[WHAT YOU NEED TO DO] What you produce should be every line from the data that includes "SocketAddr".

[SUPPLIED MATERIAL]

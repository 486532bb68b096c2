use chrono::{DateTime, Utc};
use serde::Serialize;

use crate::db::DatabaseProxy;

#[derive(Debug, Clone, Serialize, sqlx::FromRow)]
#[serde(rename_all = "camelCase")]
pub struct SurveyRecord {
    pub id: i64,
    pub user_id: i64,
    pub module_id: Option<i64>,
    pub rating: i64,
    pub feedback_text: Option<String>,
    pub difficulty_level: Option<String>,
    pub created_at: DateTime<Utc>,
}

#[derive(Debug, Clone)]
pub struct NewSurvey {
    pub user_id: i64,
    pub module_id: Option<i64>,
    pub rating: i64,
    pub feedback_text: Option<String>,
    pub difficulty_level: Option<String>,
}

#[derive(Debug, Clone, Default, Serialize, sqlx::FromRow)]
#[serde(rename_all = "camelCase")]
pub struct FeedbackStats {
    pub total_responses: i64,
    pub average_rating: Option<f64>,
}

#[derive(Debug, Clone, Serialize, sqlx::FromRow)]
#[serde(rename_all = "camelCase")]
pub struct DifficultyCount {
    pub difficulty_level: String,
    pub count: i64,
}

pub async fn insert_survey(proxy: &DatabaseProxy, survey: &NewSurvey) -> Result<i64, sqlx::Error> {
    let result = sqlx::query(
        r#"
        INSERT INTO "feedback_surveys" (
            "user_id", "module_id", "rating", "feedback_text", "difficulty_level", "created_at"
        ) VALUES (?, ?, ?, ?, ?, ?)
        "#,
    )
    .bind(survey.user_id)
    .bind(survey.module_id)
    .bind(survey.rating)
    .bind(&survey.feedback_text)
    .bind(&survey.difficulty_level)
    .bind(Utc::now())
    .execute(proxy.pool())
    .await?;
    Ok(result.last_insert_rowid())
}

pub async fn find_user_survey(
    proxy: &DatabaseProxy,
    user_id: i64,
) -> Result<Option<SurveyRecord>, sqlx::Error> {
    sqlx::query_as::<_, SurveyRecord>(
        r#"
        SELECT "id", "user_id", "module_id", "rating", "feedback_text", "difficulty_level", "created_at"
        FROM "feedback_surveys"
        WHERE "user_id" = ?
        ORDER BY "id" ASC
        LIMIT 1
        "#,
    )
    .bind(user_id)
    .fetch_optional(proxy.pool())
    .await
}

pub async fn stats(
    proxy: &DatabaseProxy,
    module_id: Option<i64>,
) -> Result<FeedbackStats, sqlx::Error> {
    match module_id {
        Some(module_id) => {
            sqlx::query_as::<_, FeedbackStats>(
                r#"
                SELECT COUNT(*) AS "total_responses", AVG("rating") AS "average_rating"
                FROM "feedback_surveys" WHERE "module_id" = ?
                "#,
            )
            .bind(module_id)
            .fetch_one(proxy.pool())
            .await
        }
        None => {
            sqlx::query_as::<_, FeedbackStats>(
                r#"
                SELECT COUNT(*) AS "total_responses", AVG("rating") AS "average_rating"
                FROM "feedback_surveys"
                "#,
            )
            .fetch_one(proxy.pool())
            .await
        }
    }
}

pub async fn difficulty_distribution(
    proxy: &DatabaseProxy,
) -> Result<Vec<DifficultyCount>, sqlx::Error> {
    sqlx::query_as::<_, DifficultyCount>(
        r#"
        SELECT "difficulty_level", COUNT(*) AS "count"
        FROM "feedback_surveys"
        WHERE "difficulty_level" IS NOT NULL
        GROUP BY "difficulty_level"
        ORDER BY "difficulty_level"
        "#,
    )
    .fetch_all(proxy.pool())
    .await
}

pub async fn recent_surveys(
    proxy: &DatabaseProxy,
    limit: i64,
) -> Result<Vec<SurveyRecord>, sqlx::Error> {
    sqlx::query_as::<_, SurveyRecord>(
        r#"
        SELECT "id", "user_id", "module_id", "rating", "feedback_text", "difficulty_level", "created_at"
        FROM "feedback_surveys"
        ORDER BY "created_at" DESC, "id" DESC
        LIMIT ?
        "#,
    )
    .bind(limit)
    .fetch_all(proxy.pool())
    .await
}
use std::net::{IpAddr, Ipv4Addr, SocketAddr};

use base64::engine::general_purpose::URL_SAFE_NO_PAD;
use base64::Engine;
use rand::RngCore;

pub const DEFAULT_ADMIN_USERNAME: &str = "administrator";

#[derive(Debug, Clone)]
pub struct Config {
    pub host: IpAddr,
    pub port: u16,
    pub log_level: String,
    pub auth: AuthConfig,
    pub admin: AdminBootstrap,
    pub rules: ProgramRules,
    pub allow_admin_maintenance: bool,
    pub expose_reset_tokens: bool,
}

impl Config {
    pub fn from_env() -> Self {
        let port = std::env::var("PORT")
            .ok()
            .and_then(|value| value.parse::<u16>().ok())
            .unwrap_or(3000);

        let host = std::env::var("HOST")
            .ok()
            .and_then(|value| value.parse::<IpAddr>().ok())
            .unwrap_or(IpAddr::V4(Ipv4Addr::new(0, 0, 0, 0)));

        let log_level = std::env::var("RUST_LOG")
            .or_else(|_| std::env::var("LOG_LEVEL"))
            .map(|value| value.to_ascii_lowercase())
            .unwrap_or_else(|_| "info".to_string());

        Self {
            host,
            port,
            log_level,
            auth: AuthConfig::from_env(),
            admin: AdminBootstrap::from_env(),
            rules: ProgramRules::from_env(),
            allow_admin_maintenance: env_bool("ALLOW_ADMIN_MAINTENANCE").unwrap_or(false),
            expose_reset_tokens: env_bool("EXPOSE_RESET_TOKENS").unwrap_or(false),
        }
    }

    pub fn bind_addr(&self) -> SocketAddr {
        SocketAddr::new(self.host, self.port)
    }
}

#[derive(Debug, Clone)]
pub struct AuthConfig {
    pub jwt_secret: String,
    pub expires_in: String,
    pub cookie_secure: bool,
    pub bcrypt_cost: u32,
}

impl AuthConfig {
    pub fn from_env() -> Self {
        let jwt_secret = match std::env::var("JWT_SECRET") {
            Ok(secret) if !secret.trim().is_empty() => secret,
            _ => {
                tracing::warn!("JWT_SECRET not set, generating an ephemeral secret");
                generate_secret()
            }
        };

        Self {
            jwt_secret,
            expires_in: std::env::var("JWT_EXPIRES_IN").unwrap_or_else(|_| "24h".to_string()),
            cookie_secure: env_bool("SESSION_COOKIE_SECURE").unwrap_or(false),
            bcrypt_cost: env_u32("BCRYPT_COST")
                .filter(|cost| (4..=31).contains(cost))
                .unwrap_or(bcrypt::DEFAULT_COST),
        }
    }
}

#[derive(Debug, Clone)]
pub struct AdminBootstrap {
    pub username: String,
    pub email: String,
    pub password: Option<String>,
}

impl AdminBootstrap {
    pub fn from_env() -> Self {
        Self {
            username: std::env::var("ADMIN_USERNAME")
                .ok()
                .filter(|value| !value.trim().is_empty())
                .unwrap_or_else(|| DEFAULT_ADMIN_USERNAME.to_string()),
            email: std::env::var("ADMIN_EMAIL")
                .unwrap_or_else(|_| "admin@awareness.local".to_string()),
            password: std::env::var("ADMIN_PASSWORD")
                .ok()
                .filter(|value| !value.is_empty()),
        }
    }
}

/// Thresholds and limits for the completion/unlock rules.
#[derive(Debug, Clone, serde::Serialize)]
#[serde(rename_all = "camelCase")]
pub struct ProgramRules {
    pub knowledge_check_passing_score: i64,
    pub knowledge_check_question_count: usize,
    pub max_attempts_per_module: i64,
    pub final_assessment_passing_score: i64,
    pub final_assessment_question_count: usize,
    pub final_assessment_max_attempts: usize,
    pub assessment_cooldown_hours: i64,
    pub simulation_passing_score: i64,
    pub total_modules: i64,
}

impl Default for ProgramRules {
    fn default() -> Self {
        Self {
            knowledge_check_passing_score: 80,
            knowledge_check_question_count: 5,
            max_attempts_per_module: 10,
            final_assessment_passing_score: 70,
            final_assessment_question_count: 25,
            final_assessment_max_attempts: 3,
            assessment_cooldown_hours: 48,
            simulation_passing_score: crate::simulations::SIMULATION_PASSING_SCORE,
            total_modules: 5,
        }
    }
}

impl ProgramRules {
    pub fn from_env() -> Self {
        let defaults = Self::default();
        Self {
            knowledge_check_question_count: env_u32("KNOWLEDGE_CHECK_NUM_QUESTIONS")
                .filter(|count| *count > 0)
                .map(|count| count as usize)
                .unwrap_or(defaults.knowledge_check_question_count),
            final_assessment_passing_score: env_u32("FINAL_ASSESSMENT_PASSING_SCORE")
                .filter(|score| *score <= 100)
                .map(i64::from)
                .unwrap_or(defaults.final_assessment_passing_score),
            final_assessment_question_count: env_u32("FINAL_ASSESSMENT_NUM_QUESTIONS")
                .filter(|count| *count > 0)
                .map(|count| count as usize)
                .unwrap_or(defaults.final_assessment_question_count),
            ..defaults
        }
    }
}

pub fn env_bool(key: &str) -> Option<bool> {
    let value = std::env::var(key).ok()?;
    let normalized = value.trim().to_ascii_lowercase();
    if normalized.is_empty() {
        return None;
    }
    match normalized.as_str() {
        "1" | "true" | "yes" | "y" | "on" => Some(true),
        "0" | "false" | "no" | "n" | "off" => Some(false),
        _ => None,
    }
}

pub fn env_u32(key: &str) -> Option<u32> {
    std::env::var(key).ok()?.trim().parse().ok()
}

fn generate_secret() -> String {
    let mut bytes = [0u8; 32];
    rand::rng().fill_bytes(&mut bytes);
    URL_SAFE_NO_PAD.encode(bytes)
}

#[cfg(test)]
mod tests {
    use super::*;

    #[test]
    fn default_rules_match_program_policy() {
        let rules = ProgramRules::default();
        assert_eq!(rules.knowledge_check_passing_score, 80);
        assert_eq!(rules.knowledge_check_question_count, 5);
        assert_eq!(rules.max_attempts_per_module, 10);
        assert_eq!(rules.final_assessment_passing_score, 70);
        assert_eq!(rules.final_assessment_max_attempts, 3);
        assert_eq!(rules.assessment_cooldown_hours, 48);
        assert_eq!(rules.total_modules, 5);
    }

    #[test]
    fn generated_secrets_differ() {
        assert_ne!(generate_secret(), generate_secret());
    }
}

[YOUR RESPONSE]
use std::net::{IpAddr, Ipv4Addr, SocketAddr};
    pub fn bind_addr(&self) -> SocketAddr {
        SocketAddr::new(self.host, self.port)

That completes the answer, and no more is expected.